Work instructions | State, as one number, how many lines in these records hold "messages".

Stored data

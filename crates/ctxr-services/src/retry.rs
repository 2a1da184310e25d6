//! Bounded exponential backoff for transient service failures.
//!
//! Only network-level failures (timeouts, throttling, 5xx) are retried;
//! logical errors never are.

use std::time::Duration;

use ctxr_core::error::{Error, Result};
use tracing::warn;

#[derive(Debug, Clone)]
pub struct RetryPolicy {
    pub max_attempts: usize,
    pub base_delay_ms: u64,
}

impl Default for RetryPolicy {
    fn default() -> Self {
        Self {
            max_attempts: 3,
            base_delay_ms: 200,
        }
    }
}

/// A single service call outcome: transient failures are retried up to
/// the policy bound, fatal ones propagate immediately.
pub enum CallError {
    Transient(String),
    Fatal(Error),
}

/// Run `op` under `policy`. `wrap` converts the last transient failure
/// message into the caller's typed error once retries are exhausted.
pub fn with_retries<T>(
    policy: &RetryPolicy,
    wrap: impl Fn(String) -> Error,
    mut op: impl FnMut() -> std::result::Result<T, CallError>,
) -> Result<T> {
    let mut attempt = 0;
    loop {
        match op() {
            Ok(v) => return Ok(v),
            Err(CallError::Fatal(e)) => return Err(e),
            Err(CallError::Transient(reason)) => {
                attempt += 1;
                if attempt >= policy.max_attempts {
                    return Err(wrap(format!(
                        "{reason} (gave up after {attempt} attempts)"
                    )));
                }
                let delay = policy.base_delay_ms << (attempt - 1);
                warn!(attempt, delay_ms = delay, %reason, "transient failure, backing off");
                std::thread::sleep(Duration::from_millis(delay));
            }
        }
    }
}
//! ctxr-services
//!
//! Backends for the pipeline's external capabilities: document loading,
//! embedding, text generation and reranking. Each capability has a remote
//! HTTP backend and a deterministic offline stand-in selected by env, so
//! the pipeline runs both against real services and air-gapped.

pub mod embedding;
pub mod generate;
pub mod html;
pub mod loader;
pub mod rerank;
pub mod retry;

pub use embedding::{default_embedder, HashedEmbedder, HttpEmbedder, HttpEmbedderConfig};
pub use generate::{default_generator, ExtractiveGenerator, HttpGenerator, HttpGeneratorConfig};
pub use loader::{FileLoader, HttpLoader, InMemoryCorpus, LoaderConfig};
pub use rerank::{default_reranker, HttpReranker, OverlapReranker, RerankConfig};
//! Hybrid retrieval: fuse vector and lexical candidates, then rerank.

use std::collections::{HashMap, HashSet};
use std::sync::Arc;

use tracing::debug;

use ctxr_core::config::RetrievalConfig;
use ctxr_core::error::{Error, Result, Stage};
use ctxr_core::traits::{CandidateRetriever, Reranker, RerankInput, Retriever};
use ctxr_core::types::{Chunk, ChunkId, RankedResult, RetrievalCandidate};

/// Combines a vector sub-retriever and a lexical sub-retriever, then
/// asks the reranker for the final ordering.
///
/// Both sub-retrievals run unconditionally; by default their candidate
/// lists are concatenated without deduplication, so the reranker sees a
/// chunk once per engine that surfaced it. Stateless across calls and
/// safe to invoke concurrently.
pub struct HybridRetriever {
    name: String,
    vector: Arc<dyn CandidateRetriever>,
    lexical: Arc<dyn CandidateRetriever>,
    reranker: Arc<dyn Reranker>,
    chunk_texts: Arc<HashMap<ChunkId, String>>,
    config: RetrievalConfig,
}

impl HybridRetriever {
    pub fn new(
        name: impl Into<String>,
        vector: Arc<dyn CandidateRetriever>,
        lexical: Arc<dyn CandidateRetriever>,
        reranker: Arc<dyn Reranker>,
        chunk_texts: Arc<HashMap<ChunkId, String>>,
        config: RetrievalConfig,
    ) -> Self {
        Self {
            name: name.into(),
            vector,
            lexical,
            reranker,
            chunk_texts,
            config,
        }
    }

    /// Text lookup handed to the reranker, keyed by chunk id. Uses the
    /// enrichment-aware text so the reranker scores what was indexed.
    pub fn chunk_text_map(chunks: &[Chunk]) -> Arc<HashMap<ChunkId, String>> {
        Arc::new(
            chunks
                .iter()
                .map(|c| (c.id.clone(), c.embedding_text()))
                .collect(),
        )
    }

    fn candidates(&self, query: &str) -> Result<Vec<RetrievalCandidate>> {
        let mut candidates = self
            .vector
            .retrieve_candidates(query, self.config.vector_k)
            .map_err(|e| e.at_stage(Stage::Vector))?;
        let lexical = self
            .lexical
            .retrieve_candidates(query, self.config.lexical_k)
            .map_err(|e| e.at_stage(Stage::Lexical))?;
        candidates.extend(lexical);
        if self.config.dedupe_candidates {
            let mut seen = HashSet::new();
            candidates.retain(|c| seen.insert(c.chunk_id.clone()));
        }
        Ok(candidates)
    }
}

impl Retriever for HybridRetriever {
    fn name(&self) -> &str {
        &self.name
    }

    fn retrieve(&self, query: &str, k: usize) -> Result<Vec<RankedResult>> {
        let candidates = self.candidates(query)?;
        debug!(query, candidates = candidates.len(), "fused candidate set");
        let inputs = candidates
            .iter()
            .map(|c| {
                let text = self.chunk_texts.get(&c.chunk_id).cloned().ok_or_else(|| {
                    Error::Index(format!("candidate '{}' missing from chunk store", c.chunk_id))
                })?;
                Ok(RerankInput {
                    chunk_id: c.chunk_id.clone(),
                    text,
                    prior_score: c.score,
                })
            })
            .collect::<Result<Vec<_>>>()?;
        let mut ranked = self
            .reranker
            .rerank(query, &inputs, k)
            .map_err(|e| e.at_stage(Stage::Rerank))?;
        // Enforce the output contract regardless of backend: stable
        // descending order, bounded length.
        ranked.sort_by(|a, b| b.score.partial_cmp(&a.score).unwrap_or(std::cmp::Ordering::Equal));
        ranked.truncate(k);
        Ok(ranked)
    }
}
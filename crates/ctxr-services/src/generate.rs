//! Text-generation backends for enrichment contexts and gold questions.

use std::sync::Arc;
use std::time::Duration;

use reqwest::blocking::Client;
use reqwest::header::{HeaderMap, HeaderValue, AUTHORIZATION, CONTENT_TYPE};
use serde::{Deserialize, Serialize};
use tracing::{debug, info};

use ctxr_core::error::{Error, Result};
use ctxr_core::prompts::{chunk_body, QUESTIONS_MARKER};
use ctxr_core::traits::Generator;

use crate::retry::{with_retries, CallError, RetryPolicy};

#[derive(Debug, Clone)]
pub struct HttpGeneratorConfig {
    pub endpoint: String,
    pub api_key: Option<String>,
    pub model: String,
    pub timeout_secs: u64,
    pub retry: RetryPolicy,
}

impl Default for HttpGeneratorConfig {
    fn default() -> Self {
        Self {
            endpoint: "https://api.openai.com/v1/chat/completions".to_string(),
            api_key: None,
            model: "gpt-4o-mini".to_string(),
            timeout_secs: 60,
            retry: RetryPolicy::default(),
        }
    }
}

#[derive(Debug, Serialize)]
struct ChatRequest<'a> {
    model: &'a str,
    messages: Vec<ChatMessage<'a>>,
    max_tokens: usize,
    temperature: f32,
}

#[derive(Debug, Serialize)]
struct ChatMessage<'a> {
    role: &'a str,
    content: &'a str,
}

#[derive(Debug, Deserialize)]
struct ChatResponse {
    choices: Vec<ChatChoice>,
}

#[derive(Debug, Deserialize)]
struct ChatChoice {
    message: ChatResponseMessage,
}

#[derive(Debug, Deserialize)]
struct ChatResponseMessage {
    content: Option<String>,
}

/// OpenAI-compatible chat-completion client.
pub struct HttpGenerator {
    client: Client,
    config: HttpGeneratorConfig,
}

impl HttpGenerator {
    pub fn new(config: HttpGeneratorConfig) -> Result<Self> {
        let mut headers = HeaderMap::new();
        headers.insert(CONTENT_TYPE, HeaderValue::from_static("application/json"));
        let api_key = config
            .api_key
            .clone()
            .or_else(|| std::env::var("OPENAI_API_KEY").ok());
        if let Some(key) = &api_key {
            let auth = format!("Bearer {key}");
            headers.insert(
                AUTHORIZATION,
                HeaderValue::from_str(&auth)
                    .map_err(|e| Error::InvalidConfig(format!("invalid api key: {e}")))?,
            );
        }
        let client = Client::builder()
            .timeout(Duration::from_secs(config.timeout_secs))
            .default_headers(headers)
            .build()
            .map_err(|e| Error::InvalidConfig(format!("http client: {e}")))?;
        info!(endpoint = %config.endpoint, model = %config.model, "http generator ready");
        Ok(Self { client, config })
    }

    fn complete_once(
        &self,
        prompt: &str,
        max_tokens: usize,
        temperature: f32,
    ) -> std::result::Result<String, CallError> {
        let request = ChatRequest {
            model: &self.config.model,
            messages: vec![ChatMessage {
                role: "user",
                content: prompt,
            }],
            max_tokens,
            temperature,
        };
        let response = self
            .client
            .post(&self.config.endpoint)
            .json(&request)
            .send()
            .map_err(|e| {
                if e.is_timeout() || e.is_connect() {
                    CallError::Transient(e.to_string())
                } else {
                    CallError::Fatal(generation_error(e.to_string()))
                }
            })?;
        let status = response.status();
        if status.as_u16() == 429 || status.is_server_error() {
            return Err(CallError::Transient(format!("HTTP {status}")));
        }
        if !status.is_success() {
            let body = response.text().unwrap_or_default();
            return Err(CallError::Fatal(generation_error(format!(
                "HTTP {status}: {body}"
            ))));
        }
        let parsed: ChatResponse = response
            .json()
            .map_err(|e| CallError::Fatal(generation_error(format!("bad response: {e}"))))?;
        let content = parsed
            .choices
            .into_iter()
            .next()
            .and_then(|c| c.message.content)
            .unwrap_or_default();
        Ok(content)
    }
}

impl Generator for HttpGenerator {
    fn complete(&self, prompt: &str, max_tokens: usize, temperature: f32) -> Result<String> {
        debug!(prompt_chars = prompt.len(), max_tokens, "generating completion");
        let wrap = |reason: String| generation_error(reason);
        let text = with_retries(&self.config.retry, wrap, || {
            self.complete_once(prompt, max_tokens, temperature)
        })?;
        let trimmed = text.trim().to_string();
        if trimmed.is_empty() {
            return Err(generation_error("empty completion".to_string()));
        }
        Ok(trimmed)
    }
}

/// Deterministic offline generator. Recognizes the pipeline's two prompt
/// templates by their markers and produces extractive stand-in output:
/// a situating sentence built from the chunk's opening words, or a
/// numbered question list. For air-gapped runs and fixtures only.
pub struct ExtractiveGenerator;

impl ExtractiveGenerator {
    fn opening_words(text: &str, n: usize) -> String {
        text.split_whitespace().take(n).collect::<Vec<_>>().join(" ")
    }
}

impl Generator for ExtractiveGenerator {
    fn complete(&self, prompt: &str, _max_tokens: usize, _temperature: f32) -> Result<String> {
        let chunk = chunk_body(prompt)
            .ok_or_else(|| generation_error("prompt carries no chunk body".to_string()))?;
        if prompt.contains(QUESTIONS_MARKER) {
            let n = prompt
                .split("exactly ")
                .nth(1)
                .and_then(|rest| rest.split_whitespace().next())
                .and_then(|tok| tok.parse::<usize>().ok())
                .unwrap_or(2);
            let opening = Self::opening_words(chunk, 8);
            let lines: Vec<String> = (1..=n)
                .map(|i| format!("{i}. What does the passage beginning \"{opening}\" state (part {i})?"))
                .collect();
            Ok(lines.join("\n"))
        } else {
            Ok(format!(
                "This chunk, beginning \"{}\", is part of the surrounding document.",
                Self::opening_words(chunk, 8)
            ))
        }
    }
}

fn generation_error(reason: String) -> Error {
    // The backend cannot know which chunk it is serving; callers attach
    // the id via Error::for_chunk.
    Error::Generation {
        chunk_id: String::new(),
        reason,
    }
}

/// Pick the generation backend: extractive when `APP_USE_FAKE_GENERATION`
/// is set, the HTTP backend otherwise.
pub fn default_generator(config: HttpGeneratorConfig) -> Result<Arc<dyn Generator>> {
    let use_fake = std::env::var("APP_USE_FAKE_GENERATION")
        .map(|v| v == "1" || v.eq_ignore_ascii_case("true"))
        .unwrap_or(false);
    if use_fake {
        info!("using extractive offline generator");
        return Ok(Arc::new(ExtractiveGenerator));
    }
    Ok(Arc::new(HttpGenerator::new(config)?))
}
---
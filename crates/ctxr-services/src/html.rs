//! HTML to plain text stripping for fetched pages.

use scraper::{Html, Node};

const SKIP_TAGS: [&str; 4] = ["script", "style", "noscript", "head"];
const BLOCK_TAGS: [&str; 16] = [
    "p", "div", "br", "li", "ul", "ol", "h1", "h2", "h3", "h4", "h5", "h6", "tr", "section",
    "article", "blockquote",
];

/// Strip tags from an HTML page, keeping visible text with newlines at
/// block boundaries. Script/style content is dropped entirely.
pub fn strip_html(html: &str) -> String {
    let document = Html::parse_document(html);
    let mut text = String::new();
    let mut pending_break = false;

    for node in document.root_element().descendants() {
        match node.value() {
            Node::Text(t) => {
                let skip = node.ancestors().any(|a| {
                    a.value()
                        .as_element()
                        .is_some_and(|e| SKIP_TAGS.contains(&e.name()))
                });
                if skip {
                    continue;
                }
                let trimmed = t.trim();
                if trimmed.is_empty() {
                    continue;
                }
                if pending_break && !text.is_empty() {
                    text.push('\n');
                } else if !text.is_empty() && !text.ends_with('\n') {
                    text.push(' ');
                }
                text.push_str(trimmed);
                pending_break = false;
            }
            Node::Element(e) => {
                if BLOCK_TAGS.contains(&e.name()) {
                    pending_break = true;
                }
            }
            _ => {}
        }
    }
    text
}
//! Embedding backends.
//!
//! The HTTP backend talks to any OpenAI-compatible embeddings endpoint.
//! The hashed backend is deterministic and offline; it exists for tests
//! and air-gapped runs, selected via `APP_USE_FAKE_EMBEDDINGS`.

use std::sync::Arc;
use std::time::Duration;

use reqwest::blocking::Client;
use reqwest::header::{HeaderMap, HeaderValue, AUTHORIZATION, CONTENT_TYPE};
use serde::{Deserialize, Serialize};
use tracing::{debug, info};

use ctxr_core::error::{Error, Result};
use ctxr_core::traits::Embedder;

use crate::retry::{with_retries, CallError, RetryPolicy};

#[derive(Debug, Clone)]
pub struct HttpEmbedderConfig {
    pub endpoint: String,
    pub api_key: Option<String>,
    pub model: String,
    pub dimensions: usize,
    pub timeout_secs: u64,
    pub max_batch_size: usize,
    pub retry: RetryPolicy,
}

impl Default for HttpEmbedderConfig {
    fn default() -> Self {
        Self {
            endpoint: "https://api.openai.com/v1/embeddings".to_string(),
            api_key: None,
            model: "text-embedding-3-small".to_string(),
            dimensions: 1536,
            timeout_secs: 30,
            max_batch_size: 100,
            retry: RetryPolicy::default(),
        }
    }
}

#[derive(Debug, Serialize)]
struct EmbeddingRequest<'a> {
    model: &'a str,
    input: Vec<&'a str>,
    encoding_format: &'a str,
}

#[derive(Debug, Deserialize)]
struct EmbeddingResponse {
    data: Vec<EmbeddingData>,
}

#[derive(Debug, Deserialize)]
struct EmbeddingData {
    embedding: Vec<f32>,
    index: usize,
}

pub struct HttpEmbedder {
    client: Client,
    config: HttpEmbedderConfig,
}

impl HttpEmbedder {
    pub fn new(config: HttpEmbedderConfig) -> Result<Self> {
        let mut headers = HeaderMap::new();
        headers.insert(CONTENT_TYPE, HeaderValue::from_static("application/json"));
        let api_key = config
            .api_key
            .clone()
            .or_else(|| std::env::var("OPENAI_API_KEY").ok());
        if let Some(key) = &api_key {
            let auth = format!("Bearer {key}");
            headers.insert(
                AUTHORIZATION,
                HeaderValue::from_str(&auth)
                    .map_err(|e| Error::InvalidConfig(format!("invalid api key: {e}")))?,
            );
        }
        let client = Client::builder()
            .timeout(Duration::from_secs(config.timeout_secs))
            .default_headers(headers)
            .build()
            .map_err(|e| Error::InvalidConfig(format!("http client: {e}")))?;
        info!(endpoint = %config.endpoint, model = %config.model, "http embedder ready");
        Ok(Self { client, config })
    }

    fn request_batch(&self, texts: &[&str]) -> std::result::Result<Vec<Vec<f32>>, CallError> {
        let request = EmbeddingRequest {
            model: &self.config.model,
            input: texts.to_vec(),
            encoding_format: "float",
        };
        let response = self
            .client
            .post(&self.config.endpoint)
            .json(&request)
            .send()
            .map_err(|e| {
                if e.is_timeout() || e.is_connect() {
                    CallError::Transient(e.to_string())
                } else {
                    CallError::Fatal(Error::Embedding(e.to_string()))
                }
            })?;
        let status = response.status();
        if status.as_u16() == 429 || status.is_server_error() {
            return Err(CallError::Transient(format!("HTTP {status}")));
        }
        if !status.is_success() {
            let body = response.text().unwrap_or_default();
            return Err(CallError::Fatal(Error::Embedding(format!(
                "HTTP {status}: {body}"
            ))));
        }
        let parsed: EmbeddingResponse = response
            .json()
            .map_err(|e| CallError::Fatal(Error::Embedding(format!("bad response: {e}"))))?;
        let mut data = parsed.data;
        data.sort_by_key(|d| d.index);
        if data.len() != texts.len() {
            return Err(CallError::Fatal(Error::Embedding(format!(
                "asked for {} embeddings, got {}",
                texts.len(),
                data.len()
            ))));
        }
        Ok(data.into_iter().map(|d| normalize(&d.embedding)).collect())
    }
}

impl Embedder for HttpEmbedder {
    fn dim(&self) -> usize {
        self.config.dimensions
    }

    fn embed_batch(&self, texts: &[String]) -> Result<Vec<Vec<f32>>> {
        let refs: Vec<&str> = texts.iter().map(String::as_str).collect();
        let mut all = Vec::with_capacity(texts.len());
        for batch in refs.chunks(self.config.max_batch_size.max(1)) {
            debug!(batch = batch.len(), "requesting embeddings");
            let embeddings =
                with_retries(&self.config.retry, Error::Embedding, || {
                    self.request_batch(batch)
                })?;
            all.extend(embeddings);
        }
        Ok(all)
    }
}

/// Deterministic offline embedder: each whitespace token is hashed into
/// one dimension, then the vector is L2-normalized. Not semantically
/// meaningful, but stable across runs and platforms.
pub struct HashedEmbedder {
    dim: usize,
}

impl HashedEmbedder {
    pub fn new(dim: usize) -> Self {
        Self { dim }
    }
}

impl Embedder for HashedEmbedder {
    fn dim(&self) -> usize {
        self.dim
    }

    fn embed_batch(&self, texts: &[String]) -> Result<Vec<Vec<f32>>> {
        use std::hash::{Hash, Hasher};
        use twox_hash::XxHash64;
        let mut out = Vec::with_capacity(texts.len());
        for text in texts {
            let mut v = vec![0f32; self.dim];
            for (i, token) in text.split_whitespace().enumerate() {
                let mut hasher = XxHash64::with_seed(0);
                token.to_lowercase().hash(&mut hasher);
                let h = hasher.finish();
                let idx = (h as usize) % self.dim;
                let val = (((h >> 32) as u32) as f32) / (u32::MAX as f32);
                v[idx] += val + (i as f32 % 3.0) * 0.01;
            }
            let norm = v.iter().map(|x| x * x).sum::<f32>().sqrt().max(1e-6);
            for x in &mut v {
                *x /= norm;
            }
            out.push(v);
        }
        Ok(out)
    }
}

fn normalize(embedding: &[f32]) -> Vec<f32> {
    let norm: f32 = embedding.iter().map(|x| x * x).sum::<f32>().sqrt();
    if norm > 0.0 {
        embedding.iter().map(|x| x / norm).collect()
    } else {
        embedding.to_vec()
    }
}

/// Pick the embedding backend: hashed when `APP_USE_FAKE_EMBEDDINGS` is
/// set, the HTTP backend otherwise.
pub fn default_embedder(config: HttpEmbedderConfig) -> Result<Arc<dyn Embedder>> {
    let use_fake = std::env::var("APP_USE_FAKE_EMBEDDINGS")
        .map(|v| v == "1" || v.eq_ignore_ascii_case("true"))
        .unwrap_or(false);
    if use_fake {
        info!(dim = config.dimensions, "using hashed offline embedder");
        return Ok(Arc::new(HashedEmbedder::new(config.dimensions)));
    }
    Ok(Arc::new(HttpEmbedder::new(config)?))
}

Written answer | 2